Rouen Rue Damiette

Rouen 911 – 1300

Book Review: Society and Culture in Medieval Rouen 911 – 1300

To a large extent the city of Rouen represents an unknown quantity. Originally it was founded by an ancient tribe, the Veliocasses, and used to control the lower Seine Valley and the estuary. They called it Ratumacos. Later it was renamed by the Romans as Rotomagus. It still holds the foundations of an amphitheatre and Roman baths. In the 5th century it became the seat of a bishopric and later – in Merovingian Gall – it functioned as capital of Neustria.

However, Vikings repeatedly sacked the city in the late 9th century; in the aftermath they finally took over and turned it into their main capital in what later became the Duchy or Normandy. Finally it reached its apogee in the 11th to 13th century, during which period the inner city and its suburbs exploded while its political and economic significance was unparalleled (it even out-distanced Paris).

However, before this – on the eve of the Scandinavian raids – Rouen probably still looked much as it had in late Antiquity. At that time the Gallo-Roman Walls were presumably still intact as was the plan of the city. Outside the walls lay a suburban cemetery, churches, orchards and a commercial district. However, during the first attack in 841 the Cathedral burnt down and the monasteries were abandoned; a while later a new episcopal palace was built against the rampart, basically constituting a small fortified camp inside the city.
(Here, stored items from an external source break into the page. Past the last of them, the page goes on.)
use crate::domain::model::Counter;
use crate::utils::error::Result;
use std::io::Write;

/// Per-run state: the output sink and the greeter's counter.
pub struct Session<W: Write> {
    out: W,
    counter: Counter,
}

impl<W: Write> Session<W> {
    pub fn new(out: W) -> Self {
        Self {
            out,
            counter: Counter::new(),
        }
    }

    /// Writes `text` as-is, no newline appended.
    pub fn print(&mut self, text: &str) -> Result<()> {
        self.out.write_all(text.as_bytes())?;
        Ok(())
    }

    pub fn counter(&self) -> &Counter {
        &self.counter
    }

    pub fn counter_mut(&mut self) -> &mut Counter {
        &mut self.counter
    }

    pub fn flush(&mut self) -> Result<()> {
        self.out.flush()?;
        Ok(())
    }

    pub fn into_inner(self) -> W {
        self.out
    }
}
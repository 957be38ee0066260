pub mod config;
pub mod core;
pub mod domain;
pub mod utils;

#[cfg(feature = "cli")]
pub use crate::config::cli::CliConfig;

pub use crate::config::{toml_config::FileConfig, ScriptConfig};
pub use crate::core::driver::{Driver, RunSummary};
pub use crate::core::registry::FunctionRegistry;
pub use crate::domain::model::NamedHolder;
pub use crate::utils::error::{FixtureError, Result};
During this phase the suburbs were abandoned and the relics were moved inside the walls of the city. Later the Viking attacks intensified. This forced the administration into exile. However, the city seems to have been continuously peopled by refugees from the countryside, contributing to the reorganization or the city [1].Society and Culture in Medieval Rouen, 911-1300 cover

It was – probably – during this period (the end of the 9th and the beginning of the 10th century) that significant changes in the urban landscape took place. To present it simply, the main orientation shifted 90 degrees, from North-South to East-West. Excavations have revealed that houses during this period were laid out with the house ends facing the streets and with their naves running parallel. It has, of course, been suggested that this shift in the fundamental layout of Rouen mirrored the layout of Viking cities like e.g. Haithabu at the border between Denmark and Germany.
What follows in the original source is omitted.